ワインは、語られるべき長い長い歴史を持っています。世界各国に存在し、それぞれの風土に合わせたワインが育てられています。
ワインの起源がどこにあるのかは議論のわかれるところではありますが、そのうちのひとつとして、現在の「アゼルバイジャン」が挙げられます。
今回は、このアゼルバイジャンでつくられるワインについて取り上げていきます。
目次
アゼルバイジャンのワインとは
「ワインとアゼルバイジャンの関係」を、明確に結び付けて考えられる人は、恐らくはそう多くはないのではないでしょうか。
だれもが、「ワイン」といえばフランスやイタリア、スペイン、あるいはアメリカなどを思い浮かべるからです。
しかしながら、アゼルバイジャンは、ワインの歴史を語るうえで非常に重要な場所だとされています。
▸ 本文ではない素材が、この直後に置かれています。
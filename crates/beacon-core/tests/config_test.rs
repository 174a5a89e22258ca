use beacon_core::config::*;
use beacon_core::errors::{BeaconError, ConfigError};
use serde_json::json;

#[test]
fn options_load_from_empty_toml_with_all_defaults() {
    let options = TrackerOptions::from_toml("").unwrap();

    assert_eq!(options.api_base, "https://events.data.platformance.io");
    assert_eq!(options.max_retries, 3);
    assert_eq!(options.batch_size, 10);
    assert_eq!(options.batch_timeout_ms, 1_000);
    assert_eq!(options.send_timeout_ms, 5_000);
    assert!(!options.debug);
    assert_eq!(options, TrackerOptions::default());
}

#[test]
fn options_load_partial_toml_with_overrides() {
    let toml = r#"
api_base = "https://collector.example.test"
batch_size = 25
debug = true
"#;
    let options = TrackerOptions::from_toml(toml).unwrap();
    assert_eq!(options.api_base, "https://collector.example.test");
    assert_eq!(options.batch_size, 25);
    assert!(options.debug);
    // Non-overridden fields keep defaults
    assert_eq!(options.max_retries, 3);
    assert_eq!(options.batch_timeout_ms, 1_000);
}

#[test]
fn options_reject_unknown_toml_keys() {
    let result = TrackerOptions::from_toml("batch_sise = 4");
    assert!(matches!(
        result,
        Err(BeaconError::ConfigError(ConfigError::ParseFailed { .. }))
    ));
}

#[test]
fn options_reject_zero_batch_size() {
    let result = TrackerOptions::from_toml("batch_size = 0");
    assert!(matches!(
        result,
        Err(BeaconError::ConfigError(ConfigError::InvalidValue { .. }))
    ));
}

#[test]
fn patch_shallow_merges_top_level_keys() {
    let mut options = TrackerOptions::default();
    let patch = json!({ "batch_size": 2, "debug": true });
    options.apply_patch(patch.as_object().unwrap()).unwrap();

    assert_eq!(options.batch_size, 2);
    assert!(options.debug);
    assert_eq!(options.max_retries, 3);
}

#[test]
fn patch_accepts_page_camel_case_names() {
    let mut options = TrackerOptions::default();
    let patch = json!({
        "batchSize": 5,
        "maxRetries": 1,
        "batchTimeout": 250,
        "apiBase": "https://collector.example.test"
    });
    options.apply_patch(patch.as_object().unwrap()).unwrap();

    assert_eq!(options.batch_size, 5);
    assert_eq!(options.max_retries, 1);
    assert_eq!(options.batch_timeout_ms, 250);
    assert_eq!(options.api_base, "https://collector.example.test");

    // Serialized back under the snake_case names only.
    let value = serde_json::to_value(&options).unwrap();
    assert_eq!(value["batch_size"], json!(5));
    assert!(value.get("batchSize").is_none());
}

#[test]
fn toml_accepts_camel_case_names() {
    let options = TrackerOptions::from_toml("batchSize = 7\nbatchTimeout = 400").unwrap();
    assert_eq!(options.batch_size, 7);
    assert_eq!(options.batch_timeout_ms, 400);
}

#[test]
fn rejected_patch_leaves_options_untouched() {
    let mut options = TrackerOptions::default();
    let before = options.clone();

    let wrong_type = json!({ "batch_size": "lots" });
    assert!(options.apply_patch(wrong_type.as_object().unwrap()).is_err());

    let unknown_key = json!({ "batch_size": 4, "colour": "blue" });
    assert!(options.apply_patch(unknown_key.as_object().unwrap()).is_err());

    let invalid_value = json!({ "batch_size": 0 });
    assert!(options.apply_patch(invalid_value.as_object().unwrap()).is_err());

    assert_eq!(options, before);
}

#[test]
fn options_serde_roundtrip_through_toml() {
    let options = TrackerOptions {
        batch_size: 7,
        ..Default::default()
    };
    let toml_str = toml::to_string(&options).unwrap();
    let roundtripped = TrackerOptions::from_toml(&toml_str).unwrap();
    assert_eq!(roundtripped, options);
}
なぜなら、アゼルバイジャンは「ワイン発祥の地のうちのひとつ」だと考えられているからです。
ワインは昔から人間の生活に存在するものでしたが、現在のアゼルバイジャン、現在のアルメニア、現在のジョージア共和国があった「コーカサス地方」でワインは生まれたといわれています。
この土地では、ワインをつくるために使われていた発酵(「醗酵」と記されることもあります)のための器や、同じようにワインづくりに関わる土器などが発見されているのです。
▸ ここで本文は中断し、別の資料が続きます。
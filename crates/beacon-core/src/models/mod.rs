mod degradation_event;
mod event;
mod event_type;
mod identity;
mod scalar;
mod session;

pub use degradation_event::DegradationEvent;
pub use event::{ArbitraryData, EnrichedFields, Event};
pub use event_type::EventType;
pub use identity::{IdentityRecord, UserIdType};
pub use scalar::Scalar;
pub use session::SessionDescriptor;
現在でこそワイン用のブドウは世界各地で育てられていますが、これのもともとの原種とされているブドウ「サティヴァ」もまた、この地で見つかっています。このサティヴァは、人間の手で育てたことが確認されている初めてのブドウです。
このような発見とあいまって、「アゼルバイジャンは、ワイン発祥の土地のうちのひとつ」と考えられているのです。
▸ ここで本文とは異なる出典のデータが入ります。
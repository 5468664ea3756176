//! Immutable ordered sequence of tree values.

use crate::macros::deny_mutation;
use canopy_tree::{TreeValue, ValueRef};
use std::ops::Index;

/// An ordered, fixed-length sequence of [`ValueRef`] values.
///
/// Construction converts (takes or copies) the source data; afterwards no
/// operation can change the length or any element. Equality and hashing are
/// structural over the element sequence, so instances can serve as mapping
/// keys or set members.
///
/// The mutating operations of an ordinary vector still exist by name, but
/// every one of them returns
/// [`CollectionError::MutationDenied`](crate::CollectionError::MutationDenied).
///
/// # Examples
/// ```rust
/// use canopy_collections::FrozenList;
/// use canopy_tree::value;
///
/// let list = FrozenList::new([value(1_i64), value(2_i64), value(3_i64)]);
/// assert_eq!(list.len(), 3);
/// assert!(list.push(value(4_i64)).is_err());
/// ```
#[derive(Debug, Clone, Default, PartialEq, Eq, Hash)]
pub struct FrozenList {
    items: Vec<ValueRef>,
}

impl FrozenList {
    /// Creates a frozen list from any ordered source of values.
    ///
    /// No extra buffering happens here: an unbounded iterator hangs exactly
    /// as collecting into a vector would.
    pub fn new(items: impl IntoIterator<Item = ValueRef>) -> Self {
        Self { items: items.into_iter().collect() }
    }

    /// Creates a frozen list by cloning a slice of values.
    #[must_use]
    pub fn from_slice(items: &[ValueRef]) -> Self {
        Self { items: items.to_vec() }
    }

    /// Number of elements.
    #[must_use]
    pub fn len(&self) -> usize {
        self.items.len()
    }

    /// Returns `true` if the list holds no elements.
    #[must_use]
    pub fn is_empty(&self) -> bool {
        self.items.is_empty()
    }

    /// Returns the element at `index`, if in bounds.
    #[must_use]
    pub fn get(&self, index: usize) -> Option<&ValueRef> {
        self.items.get(index)
    }

    /// Returns the first element.
    #[must_use]
    pub fn first(&self) -> Option<&ValueRef> {
        self.items.first()
    }

    /// Returns the last element.
    #[must_use]
    pub fn last(&self) -> Option<&ValueRef> {
        self.items.last()
    }

    /// Returns `true` if some element equals `probe` by value.
    #[must_use]
    pub fn contains(&self, probe: &dyn TreeValue) -> bool {
        self.items.iter().any(|item| item.dyn_eq(probe))
    }

    /// Iterates over the elements in order.
    pub fn iter(&self) -> std::slice::Iter<'_, ValueRef> {
        self.items.iter()
    }

    /// The plain element sequence. Together with [`FrozenList::from`],
    /// the reconstruction recipe for copy/serialize round-trips.
    #[must_use]
    pub fn contents(&self) -> &[ValueRef] {
        &self.items
    }

    /// Clones the plain element sequence out of the container.
    #[must_use]
    pub fn to_contents(&self) -> Vec<ValueRef> {
        self.items.clone()
    }

    deny_mutation! { "FrozenList" =>
        set(index: usize, value: ValueRef),
        push(value: ValueRef),
        pop(),
        insert(index: usize, value: ValueRef),
        remove(index: usize),
        clear(),
        extend_with(values: Vec<ValueRef>),
        truncate(len: usize),
        reverse(),
        sort(),
        swap(a: usize, b: usize),
    }
}

impl From<Vec<ValueRef>> for FrozenList {
    fn from(items: Vec<ValueRef>) -> Self {
        Self { items }
    }
}

impl FromIterator<ValueRef> for FrozenList {
    fn from_iter<I: IntoIterator<Item = ValueRef>>(iter: I) -> Self {
        Self::new(iter)
    }
}

impl Index<usize> for FrozenList {
    type Output = ValueRef;

    fn index(&self, index: usize) -> &Self::Output {
        &self.items[index]
    }
}

impl<'a> IntoIterator for &'a FrozenList {
    type Item = &'a ValueRef;
    type IntoIter = std::slice::Iter<'a, ValueRef>;

    fn into_iter(self) -> Self::IntoIter {
        self.items.iter()
    }
}
//! Helper macro generating the blocked mutating operations of a frozen
//! container from a closed list of names.

/// Expands each listed operation into a method that unconditionally returns
/// [`CollectionError::MutationDenied`](crate::CollectionError::MutationDenied)
/// and leaves the container untouched.
///
/// Keeping the blocked operations as real methods (rather than simply
/// omitting them) makes accidental mutation a deterministic, well-described
/// failure instead of a missing-method puzzle at a call site that was ported
/// from a mutable container.
macro_rules! deny_mutation {
    ($type_name:literal => $( $op:ident ( $( $arg:ident : $ty:ty ),* ) ),+ $(,)?) => {
        $(
            #[doc = concat!(
                "Blocked mutating operation: always returns ",
                "[`CollectionError::MutationDenied`](crate::CollectionError::MutationDenied)."
            )]
            pub fn $op(&self, $( $arg: $ty ),*) -> Result<(), crate::CollectionError> {
                $( let _ = $arg; )*
                Err(crate::CollectionError::mutation_denied($type_name, stringify!($op)))
            }
        )+
    };
}

pub(crate) use deny_mutation;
ただ、ホームページなどによっては、「ワイン発祥の土地はあくまでジョージア共和国であって、アゼルバイジャンはそのお隣の土地」としているところもあります。
昔から数多くのブドウを育てていたアゼルバイジャンですが、ソ連時代にはワイン造りが禁止されていました。そのためか、アゼルバイジャンのワインは日本ではそれほどメジャーではありません。おそらく、「アゼルバイジャンのワインは飲んだことがない」という人も多いのではないでしょうか。
しかし現在はアゼルバイジャンのワインも、少ないながらも日本で手に入れられるようになっています。そのなかでも比較的有名で、多くのショップが扱っているのが、「バヤン・シラ」です。
アゼルバイジャン発、「バヤン・シラ」を飲もう
アゼルバイジャンのシェルグ・ウルドゥズ社で育てられている「バヤン・シラ」は、その名前の通り、バヤン・シラ100パーセントで育てられています。シェルグ・ウルドゥズ社は、アゼルバイジャンで最大規模の農場を持っている会社です。
緑がかった美しい黄色をしているのが特徴のワインです。
緩いかんきつ系の香りを持っています。バニラやバターの香りを持っているといわれていますが、これはスワリングをすることでより鮮やかに感じられるようになるでしょう。
口に含むと、バニラやチェリー系の香りが後を引きます。ミネラル感が強く出るのが、この「バヤン・シラ」の特徴です。ただ、バニラやチェリーの香りは持ってはいるものの、味わいは甘くはなく、鋭い酸やドライな味わいを持っています。このため、料理やチーズに比較的合わせやすいでしょう。特に、カマンベールチーズなどとよく合います。それほど強い味のチーズとは合わせないで、穏やかな風合いのチーズと合わせる方がよいでしょう。また、料理を合わせる際にも、主張の強すぎる料理ではなく、さっぱりとした料理を合わせると不自然さが出ません。
ワイン発祥の地のうちのひとつだと言われているアゼルバイジャンの「バヤン・シラ」は、2000円~2500円ほどで販売されることが多いといえます。デイリーワインのひとつとして利用してください。